§ **Supplied records**
======
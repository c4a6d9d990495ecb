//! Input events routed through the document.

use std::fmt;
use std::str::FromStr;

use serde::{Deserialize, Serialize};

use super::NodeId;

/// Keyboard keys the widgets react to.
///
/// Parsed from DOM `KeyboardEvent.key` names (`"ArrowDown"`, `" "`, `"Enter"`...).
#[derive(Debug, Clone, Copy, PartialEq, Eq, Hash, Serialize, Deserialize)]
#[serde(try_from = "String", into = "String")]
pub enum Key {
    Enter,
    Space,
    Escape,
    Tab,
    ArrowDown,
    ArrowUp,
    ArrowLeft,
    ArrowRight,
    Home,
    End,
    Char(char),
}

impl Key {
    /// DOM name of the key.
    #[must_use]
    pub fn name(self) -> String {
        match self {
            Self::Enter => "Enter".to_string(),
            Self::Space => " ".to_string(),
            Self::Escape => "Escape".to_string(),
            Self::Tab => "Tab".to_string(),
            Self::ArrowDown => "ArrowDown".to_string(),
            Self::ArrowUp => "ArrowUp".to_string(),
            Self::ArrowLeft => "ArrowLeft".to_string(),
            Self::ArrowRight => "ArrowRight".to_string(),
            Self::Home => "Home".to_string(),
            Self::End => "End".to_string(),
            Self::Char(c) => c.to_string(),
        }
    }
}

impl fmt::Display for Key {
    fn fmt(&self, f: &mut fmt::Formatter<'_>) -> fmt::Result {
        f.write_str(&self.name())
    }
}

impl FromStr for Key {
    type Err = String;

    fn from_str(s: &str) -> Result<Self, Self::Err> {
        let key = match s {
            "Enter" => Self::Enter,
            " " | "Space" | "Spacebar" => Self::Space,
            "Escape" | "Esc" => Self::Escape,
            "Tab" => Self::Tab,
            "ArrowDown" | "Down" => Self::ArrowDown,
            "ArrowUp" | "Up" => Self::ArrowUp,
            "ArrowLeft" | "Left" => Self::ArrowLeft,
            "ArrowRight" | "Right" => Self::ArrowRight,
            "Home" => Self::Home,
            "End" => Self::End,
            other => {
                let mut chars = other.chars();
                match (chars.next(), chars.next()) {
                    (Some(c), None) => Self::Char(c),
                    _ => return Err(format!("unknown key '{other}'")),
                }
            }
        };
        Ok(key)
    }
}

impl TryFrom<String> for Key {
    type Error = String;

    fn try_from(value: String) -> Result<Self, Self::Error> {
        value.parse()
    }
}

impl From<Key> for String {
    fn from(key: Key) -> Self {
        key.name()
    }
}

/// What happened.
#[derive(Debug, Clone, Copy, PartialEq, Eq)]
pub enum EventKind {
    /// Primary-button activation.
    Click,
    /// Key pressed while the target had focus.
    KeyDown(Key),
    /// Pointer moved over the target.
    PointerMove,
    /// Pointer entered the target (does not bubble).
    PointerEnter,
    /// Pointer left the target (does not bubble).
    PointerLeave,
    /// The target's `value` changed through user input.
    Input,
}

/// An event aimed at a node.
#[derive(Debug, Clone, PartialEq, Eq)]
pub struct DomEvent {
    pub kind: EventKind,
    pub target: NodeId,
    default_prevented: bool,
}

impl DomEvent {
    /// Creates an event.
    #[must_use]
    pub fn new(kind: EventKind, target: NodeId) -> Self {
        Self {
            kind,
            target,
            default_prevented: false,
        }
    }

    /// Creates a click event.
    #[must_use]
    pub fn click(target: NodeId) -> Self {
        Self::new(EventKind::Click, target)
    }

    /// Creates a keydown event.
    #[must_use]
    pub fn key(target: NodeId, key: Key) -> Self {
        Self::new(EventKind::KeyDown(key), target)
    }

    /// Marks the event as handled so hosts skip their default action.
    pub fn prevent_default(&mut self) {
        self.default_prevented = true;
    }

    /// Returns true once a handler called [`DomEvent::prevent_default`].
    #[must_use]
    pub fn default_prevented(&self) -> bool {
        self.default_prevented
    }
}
======
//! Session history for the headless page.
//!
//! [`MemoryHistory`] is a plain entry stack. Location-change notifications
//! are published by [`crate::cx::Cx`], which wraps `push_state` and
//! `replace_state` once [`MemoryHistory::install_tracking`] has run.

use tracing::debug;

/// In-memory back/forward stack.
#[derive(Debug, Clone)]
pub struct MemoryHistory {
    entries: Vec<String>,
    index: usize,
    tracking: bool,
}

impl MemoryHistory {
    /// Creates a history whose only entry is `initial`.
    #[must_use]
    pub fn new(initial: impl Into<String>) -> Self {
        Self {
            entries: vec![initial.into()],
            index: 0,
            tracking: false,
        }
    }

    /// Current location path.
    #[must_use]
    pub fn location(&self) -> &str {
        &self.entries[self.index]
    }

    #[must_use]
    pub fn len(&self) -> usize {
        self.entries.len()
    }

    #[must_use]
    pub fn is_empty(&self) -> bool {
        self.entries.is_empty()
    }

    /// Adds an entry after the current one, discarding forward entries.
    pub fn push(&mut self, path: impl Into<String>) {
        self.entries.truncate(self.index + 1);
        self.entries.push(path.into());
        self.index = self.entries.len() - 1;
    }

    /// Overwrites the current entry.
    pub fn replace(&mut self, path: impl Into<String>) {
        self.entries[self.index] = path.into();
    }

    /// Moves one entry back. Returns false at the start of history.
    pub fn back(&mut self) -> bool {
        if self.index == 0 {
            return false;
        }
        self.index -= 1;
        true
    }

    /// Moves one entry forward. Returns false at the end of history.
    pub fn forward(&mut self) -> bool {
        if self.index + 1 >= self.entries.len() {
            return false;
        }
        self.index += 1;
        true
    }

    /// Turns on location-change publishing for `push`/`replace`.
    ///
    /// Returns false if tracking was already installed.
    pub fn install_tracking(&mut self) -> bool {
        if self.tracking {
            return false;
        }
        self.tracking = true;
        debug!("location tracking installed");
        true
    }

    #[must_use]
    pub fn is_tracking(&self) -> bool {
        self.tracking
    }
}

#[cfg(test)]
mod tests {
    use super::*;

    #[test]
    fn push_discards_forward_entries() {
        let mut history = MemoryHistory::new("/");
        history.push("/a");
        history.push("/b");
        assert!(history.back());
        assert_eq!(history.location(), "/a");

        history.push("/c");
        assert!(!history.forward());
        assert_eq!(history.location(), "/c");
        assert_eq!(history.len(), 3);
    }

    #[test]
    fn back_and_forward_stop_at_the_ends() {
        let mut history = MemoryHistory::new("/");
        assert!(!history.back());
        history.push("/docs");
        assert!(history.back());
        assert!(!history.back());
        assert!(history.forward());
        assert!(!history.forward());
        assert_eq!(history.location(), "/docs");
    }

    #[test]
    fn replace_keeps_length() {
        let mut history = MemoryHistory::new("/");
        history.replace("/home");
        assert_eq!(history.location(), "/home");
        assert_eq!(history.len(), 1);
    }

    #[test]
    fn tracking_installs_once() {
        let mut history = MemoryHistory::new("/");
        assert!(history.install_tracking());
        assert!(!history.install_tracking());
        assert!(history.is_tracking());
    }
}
======
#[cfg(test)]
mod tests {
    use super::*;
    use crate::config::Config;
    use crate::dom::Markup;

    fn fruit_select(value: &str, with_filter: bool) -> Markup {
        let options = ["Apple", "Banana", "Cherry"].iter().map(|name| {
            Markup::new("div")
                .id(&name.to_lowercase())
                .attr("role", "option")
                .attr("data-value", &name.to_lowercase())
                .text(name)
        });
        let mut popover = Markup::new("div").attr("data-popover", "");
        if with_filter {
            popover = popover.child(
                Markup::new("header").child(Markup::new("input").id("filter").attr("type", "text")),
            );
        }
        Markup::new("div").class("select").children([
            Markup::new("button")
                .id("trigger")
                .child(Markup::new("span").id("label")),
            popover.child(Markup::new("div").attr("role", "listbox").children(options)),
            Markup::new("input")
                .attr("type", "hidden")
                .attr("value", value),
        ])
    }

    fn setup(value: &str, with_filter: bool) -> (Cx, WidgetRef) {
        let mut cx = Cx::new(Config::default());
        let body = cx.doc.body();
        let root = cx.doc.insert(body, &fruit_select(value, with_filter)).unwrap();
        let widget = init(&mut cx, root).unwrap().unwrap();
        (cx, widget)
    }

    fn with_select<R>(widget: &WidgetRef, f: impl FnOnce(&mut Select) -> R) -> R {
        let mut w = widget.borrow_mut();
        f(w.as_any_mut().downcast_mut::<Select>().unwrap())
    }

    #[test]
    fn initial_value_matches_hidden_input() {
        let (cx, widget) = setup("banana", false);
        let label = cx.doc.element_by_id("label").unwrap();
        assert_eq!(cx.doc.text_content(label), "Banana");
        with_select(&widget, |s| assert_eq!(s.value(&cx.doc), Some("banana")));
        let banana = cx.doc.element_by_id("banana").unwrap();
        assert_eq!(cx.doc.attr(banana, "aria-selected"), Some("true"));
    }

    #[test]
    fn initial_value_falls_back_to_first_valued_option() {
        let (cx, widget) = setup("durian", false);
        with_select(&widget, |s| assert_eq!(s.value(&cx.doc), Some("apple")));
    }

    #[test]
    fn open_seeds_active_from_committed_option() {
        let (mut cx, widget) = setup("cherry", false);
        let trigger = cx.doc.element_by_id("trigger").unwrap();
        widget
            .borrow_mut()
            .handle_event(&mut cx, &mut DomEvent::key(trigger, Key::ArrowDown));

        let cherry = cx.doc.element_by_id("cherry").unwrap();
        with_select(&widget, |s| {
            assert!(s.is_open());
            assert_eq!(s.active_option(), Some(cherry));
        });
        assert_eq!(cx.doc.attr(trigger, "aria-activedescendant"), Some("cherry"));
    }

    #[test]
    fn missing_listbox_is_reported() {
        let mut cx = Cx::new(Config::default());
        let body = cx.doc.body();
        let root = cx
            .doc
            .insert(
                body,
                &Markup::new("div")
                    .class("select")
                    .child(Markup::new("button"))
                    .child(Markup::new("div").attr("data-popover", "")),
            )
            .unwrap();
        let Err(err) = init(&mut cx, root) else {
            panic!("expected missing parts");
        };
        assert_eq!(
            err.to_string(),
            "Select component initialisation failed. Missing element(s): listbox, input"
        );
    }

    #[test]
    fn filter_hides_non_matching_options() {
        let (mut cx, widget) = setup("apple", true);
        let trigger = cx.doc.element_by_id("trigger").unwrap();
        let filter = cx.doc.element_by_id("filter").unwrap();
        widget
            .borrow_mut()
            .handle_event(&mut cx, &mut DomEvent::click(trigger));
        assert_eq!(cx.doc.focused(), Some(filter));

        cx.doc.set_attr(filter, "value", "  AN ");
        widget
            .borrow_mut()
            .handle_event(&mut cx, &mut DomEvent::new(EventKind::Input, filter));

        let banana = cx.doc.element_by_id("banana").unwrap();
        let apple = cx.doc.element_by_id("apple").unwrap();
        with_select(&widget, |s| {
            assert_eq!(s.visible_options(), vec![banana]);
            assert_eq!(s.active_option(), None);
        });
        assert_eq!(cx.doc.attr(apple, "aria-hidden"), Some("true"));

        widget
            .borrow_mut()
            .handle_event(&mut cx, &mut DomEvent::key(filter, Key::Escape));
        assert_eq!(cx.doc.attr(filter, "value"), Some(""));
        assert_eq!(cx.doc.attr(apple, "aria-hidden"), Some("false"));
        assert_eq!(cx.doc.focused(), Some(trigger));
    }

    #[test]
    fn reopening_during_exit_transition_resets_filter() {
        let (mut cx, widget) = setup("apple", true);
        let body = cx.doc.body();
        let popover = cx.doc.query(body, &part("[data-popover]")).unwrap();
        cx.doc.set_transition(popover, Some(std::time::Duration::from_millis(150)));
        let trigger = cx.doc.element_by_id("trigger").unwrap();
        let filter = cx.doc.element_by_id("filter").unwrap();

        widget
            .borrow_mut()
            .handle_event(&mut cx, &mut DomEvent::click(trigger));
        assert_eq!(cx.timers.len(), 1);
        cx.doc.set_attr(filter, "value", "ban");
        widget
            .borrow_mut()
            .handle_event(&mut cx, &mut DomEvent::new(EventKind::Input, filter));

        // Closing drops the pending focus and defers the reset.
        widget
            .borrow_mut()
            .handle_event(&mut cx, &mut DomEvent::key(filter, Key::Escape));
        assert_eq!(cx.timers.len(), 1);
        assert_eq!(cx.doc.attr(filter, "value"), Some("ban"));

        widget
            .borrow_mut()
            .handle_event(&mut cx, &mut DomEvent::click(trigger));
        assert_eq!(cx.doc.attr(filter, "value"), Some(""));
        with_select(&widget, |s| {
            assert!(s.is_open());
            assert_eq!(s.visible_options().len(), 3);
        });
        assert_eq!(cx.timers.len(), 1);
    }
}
======
§ **Exercise instructions**
Could you state how many lines above include the word "path"? Reply with that number alone.

§ **Solution**
5